Gagosian is pleased to announce an exhibition of new paintings and an immersive installation by Sarah Sze. Opening on June 25, Pictures at an exhibition marks the artist’s return to Paris after her first show at the gallery there in 2020, which coincided with her solo exhibition Night into day at Fondation Cartier pour l’art contemporain.

Following its debut at the inaugural Thailand Biennale, codirected by Rirkrit Tiravanija in Chiang Rai this past year, Sze’s immersive video installation Pictures at an exhibition (2023) occupies the gallery’s entire ground floor. Expanding from the center of the space, a multitude of paper screens are animated with images, video, and light, forming a porous, illuminated core, like a room-sized kaleidoscope. Chromatic projections spill around their edges to cast remnants of light on the floors and walls of the central gallery and surrounding spaces, flickering across viewers as they move around the work.

Pictures at an exhibition shares its title with a celebrated piano suite composed by Modest Mussorgsky in 1874, whose movements interpret a sequence of paintings. Likewise, Sze’s installation bridges diverse modes of media, perception, and sensorial experience. Juxtaposing natural imagery and abstract forms, the dynamic work is structured through spatial and temporal montage. Rapid, orchestrated transitions between fragments and whole images coalesce into constellations of larger cohesive forms. A collection of fleeting moments, from the personal to the universal, the momentous to the mundane, flashes by, held in an exquisite equilibrium. The cycles of constantly transforming imagery are both spectacular and ephemeral, foregrounding the nature of digital representation and the shifts in perception, memory, and desire accompanying its ubiquitous presence.

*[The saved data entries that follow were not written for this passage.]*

impl NpcChatService {
    /// Create a stopped service.
    pub fn new(engine: Arc<dyn EngineBoundary>, options: ServiceOptions) -> Self {
        Self {
            inner: Arc::new(Inner {
                engine,
                options,
                lifecycle: Mutex::new(Lifecycle::default()),
                session: Mutex::new(None),
                ids: NpcIdSource::new(),
            }),
        }
    }

    /// Resolve configuration, probe providers and start the worker.
    ///
    /// # Errors
    ///
    /// Fails if the bundled defaults are broken, the worker thread cannot be
    /// spawned, or the worker never reports its provider choice.
    #[instrument(skip(self), fields(mod_id = %self.inner.options.mod_id))]
    pub fn start(&self) -> ParleyResult<StartOutcome> {
        let mut lifecycle = self.inner.lifecycle.lock();

        if self.inner.session.lock().is_some() {
            debug!("Start requested while running");
            return Ok(StartOutcome::AlreadyRunning);
        }

        let engine = self.inner.engine.clone();
        if !engine.is_server_context() {
            info!("Not the server; NPC chat stays off");
            return Ok(StartOutcome::ClientContext);
        }

        let engine_config = engine.mod_config(&self.inner.options.mod_id);
        let config = Arc::new(resolve(
            engine_config.as_ref(),
            self.inner.options.override_path.as_deref(),
        )?);
        if !config.enabled() {
            info!("NPC chat disabled by configuration");
            return Ok(StartOutcome::Disabled);
        }

        let store = Arc::new(NpcStore::with_id_source(
            config.clone(),
            engine.clone(),
            self.inner.ids.clone(),
        ));
        let registry = self
            .inner
            .options
            .providers
            .iter()
            .cloned()
            .fold(ProviderRegistry::from_config(&config), |registry, provider| {
                registry.with_provider(provider)
            });

        let settings = DispatchSettings::from(config.as_ref());
        let stats = DispatchStats::new();
        let status = StatusBoard::new();
        let stop = StopSignal::new();
        let (dispatcher, rx) = chat_queue(&settings, store.clone(), stats.clone(), stop.clone());

        let (selected_tx, selected_rx) = std::sync::mpsc::sync_channel(1);
        let probe_timeout = config.probe_timeout();
        let preferred = config.preferred_provider().clone();
        let worker = ChatWorker::new(
            rx,
            store.clone(),
            engine,
            None,
            settings,
            stats.clone(),
            status.clone(),
            stop.clone(),
        );
        let startup = async move {
            let availability = registry.probe_all(probe_timeout).await;
            let selected = select_provider(&preferred, &availability);
            let _ = selected_tx.send(selected);
            worker
                .with_provider(selected.and_then(|kind| registry.get(kind)))
                .run()
                .await;
        };
        let handle = WorkerHandle::spawn(WORKER_THREAD_NAME, stop, startup)?;

        let wait = probe_timeout + HANDSHAKE_GRACE;
        let provider = match selected_rx.recv_timeout(wait) {
            Ok(selected) => selected,
            Err(_) => {
                handle.stop(config.shutdown_timeout());
                return Err(WorkerError::new(WorkerErrorKind::StartupTimeout(
                    wait.as_millis() as u64,
                ))
                .into());
            }
        };

        *self.inner.session.lock() = Some(Arc::new(Session {
            config: config.clone(),
            store,
            dispatcher,
            stats,
            status,
            provider,
        }));
        lifecycle.worker = Some(handle);
        lifecycle.handlers = self.subscribe();

        info!(
            provider = ?provider,
            max_npcs = config.max_npc_count(),
            "NPC chat started"
        );
        Ok(StartOutcome::Started { provider })
    }

    /// Stop the worker, despawn every NPC and forget all state.
    #[instrument(skip(self))]
    pub fn stop(&self) -> StopReport {
        let mut lifecycle = self.inner.lifecycle.lock();
        let Some(session) = self.inner.session.lock().take() else {
            debug!("Stop requested while stopped");
            return StopReport::default();
        };

        if let Some(bus) = &self.inner.options.event_bus {
            for id in lifecycle.handlers.drain(..) {
                bus.unregister(id);
            }
        }

        let worker_joined = match lifecycle.worker.take() {
            Some(handle) => handle.stop(session.config.shutdown_timeout()),
            None => true,
        };
        let despawned = session.store.despawn_all();

        info!(worker_joined, despawned, "NPC chat stopped");
        StopReport {
            was_running: true,
            worker_joined,
            despawned,
        }
    }

    /// Spawn an NPC for a player who just joined, if auto-spawn is on.
    pub fn on_player_join(&self, player_id: &PlayerId, username: &str) -> Option<NpcId> {
        self.join(player_id, username, None)
    }

    /// Despawn every NPC a departing player owns.
    pub fn on_player_leave(&self, player_id: &PlayerId) -> Vec<NpcId> {
        let Some(session) = self.session() else {
            debug!(player = %player_id, "Leave ignored; not running");
            return Vec::new();
        };
        session.store.remove_npcs_for_player(player_id)
    }

    /// Spawn an NPC for a player regardless of the auto-spawn setting.
    pub fn spawn_npc_for(&self, player_id: &PlayerId, username: &str) -> Option<NpcId> {
        let session = self.session()?;
        Self::spawn(&session, player_id, username, None)
    }

    /// Queue a player's message for an NPC. Returns immediately.
    pub fn handle_chat(
        &self,
        npc_id: NpcId,
        player_id: &PlayerId,
        message: &str,
    ) -> EnqueueStatus {
        match self.session() {
            Some(session) => session
                .dispatcher
                .enqueue(npc_id, player_id.clone(), message),
            None => {
                debug!(npc = %npc_id, "Chat ignored; not running");
                EnqueueStatus::Stopped
            }
        }
    }

    /// Whether a run is in progress.
    pub fn is_running(&self) -> bool {
        self.inner.session.lock().is_some()
    }

    /// Backend chosen at start, if any.
    pub fn selected_provider(&self) -> Option<ProviderKind> {
        self.session().and_then(|session| session.provider)
    }

    /// What the worker is doing. `None` when stopped.
    pub fn status(&self) -> Option<DispatchStatus> {
        self.session().map(|session| session.status.get())
    }

    /// Pipeline counters for this run.
    pub fn stats(&self) -> StatsSnapshot {
        self.session()
            .map(|session| session.stats.snapshot())
            .unwrap_or_default()
    }

    /// Settings in effect for this run.
    pub fn config(&self) -> Option<Arc<EffectiveConfig>> {
        self.session().map(|session| session.config.clone())
    }

    /// Tracked NPCs.
    pub fn npc_count(&self) -> usize {
        self.session().map_or(0, |session| session.store.len())
    }

    /// NPCs owned by a player.
    pub fn npcs_for_player(&self, player_id: &PlayerId) -> Vec<NpcId> {
        self.session()
            .map(|session| session.store.npcs_for_player(player_id))
            .unwrap_or_default()
    }

    /// Snapshot of every tracked NPC, by id.
    pub fn npcs(&self) -> Vec<NpcRecord> {
        let Some(session) = self.session() else {
            return Vec::new();
        };
        session
            .store
            .ids()
            .into_iter()
            .filter_map(|id| session.store.get(id))
            .collect()
    }

    /// One NPC's conversation, oldest first.
    pub fn history(&self, npc_id: NpcId) -> Vec<ChatTurn> {
        self.session()
            .and_then(|session| session.store.history(npc_id))
            .map(Vec::from)
            .unwrap_or_default()
    }

    fn session(&self) -> Option<Arc<Session>> {
        self.inner.session.lock().clone()
    }

    fn join(&self, player_id: &PlayerId, username: &str, origin: Option<Position>) -> Option<NpcId> {
        let Some(session) = self.session() else {
            debug!(player = %player_id, "Join ignored; not running");
            return None;
        };
        if !session.config.auto_spawn_on_join() {
            debug!(player = %player_id, "Auto-spawn off");
            return None;
        }
        Self::spawn(&session, player_id, username, origin)
    }

    fn spawn(
        session: &Session,
        player_id: &PlayerId,
        username: &str,
        origin: Option<Position>,
    ) -> Option<NpcId> {
        match session.store.create_npc_near(player_id, username, origin) {
            Ok(id) => Some(id),
            Err(e) => {
                info!(player = %player_id, reason = %e.kind, "NPC not spawned");
                None
            }
        }
    }

    /// Register join, leave and chat handlers that hold only a weak reference.
    fn subscribe(&self) -> Vec<HandlerId> {
        let Some(bus) = &self.inner.options.event_bus else {
            return Vec::new();
        };
        let weak = Arc::downgrade(&self.inner);

        let route = move |event: &SessionEvent| {
            let Some(service) = upgrade(&weak) else {
                return;
            };
            match event {
                SessionEvent::PlayerJoined {
                    player_id,
                    username,
                    position,
                } => {
                    service.join(player_id, username, *position);
                }
                SessionEvent::PlayerLeft { player_id } => {
                    service.on_player_leave(player_id);
                }
                SessionEvent::Chat {
                    npc_id,
                    player_id,
                    message,
                } => {
                    let status = service.handle_chat(*npc_id, player_id, message);
                    if status != EnqueueStatus::Queued {
                        warn!(npc = %npc_id, status = %status, "Chat event not queued");
                    }
                }
            }
        };
        let route = Arc::new(route);

        [
            SessionEventKind::PlayerJoined,
            SessionEventKind::PlayerLeft,
            SessionEventKind::Chat,
        ]
        .into_iter()
        .map(|kind| {
            let route = route.clone();
            bus.register(kind, move |event| (*route)(event))
        })
        .collect()
    }
}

The installation is presented alongside a new series of paintings in which Sze applies her signature visual language throughout the building, including the gallery’s interstitial spaces, an exterior-facing vitrine on street level, and the first floor. Working through a generative process, Sze combines acrylic and oil with layers of photographic prints that are collaged to the works’ surfaces. Incorporating accumulated fragments of images into disorienting gestural compositions, Sze develops new modes of abstraction in her paintings that collapse distinctions between digital and analog, tactile and immaterial, and physical and imagined.

Sarah Sze was born in 1969 in Boston and lives and works in New York. Collections include Fondation Cartier pour l’art contemporain, Paris; Tate, London; Carnegie Museum of Art, Pittsburgh; Museum of Contemporary Art Chicago; San Francisco Museum of Modern Art; Museum of Modern Art, New York; Solomon R. Guggenheim Museum, New York; Whitney Museum of American Art, New York; and M+, Hong Kong. Exhibitions include Triple point, United States Pavilion, 55th Biennale di Venezia (2013, traveled to Bronx Museum of the Arts, New York, in 2014); Timekeeper, Rose Art Museum, Brandeis University, Waltham, MA (2016, traveled to Copenhagen Contemporary, in 2017); Centrifuge, Haus der Kunst, Munich (2017–18); Night into day, Fondation Cartier pour l’art contemporain, Paris (2020–21); Timelapse, Solomon R. Guggenheim Museum, New York (2023); and Nasher Sculpture Center, Dallas (2024). Sze participated in the 56th Biennale di Venezia (2015); the ARoS Triennial, Aarhus, Denmark (2017); and the Thailand Biennale, Chiang Rai (2023–24). Recent permanent commissions include Blueprint for a landscape, Second Avenue Subway, 96th Street Station, New York (2017); Shorter than the day, LaGuardia Airport, New York (2020); and Fallen sky, Storm King Art Center, New Windsor, NY (2021).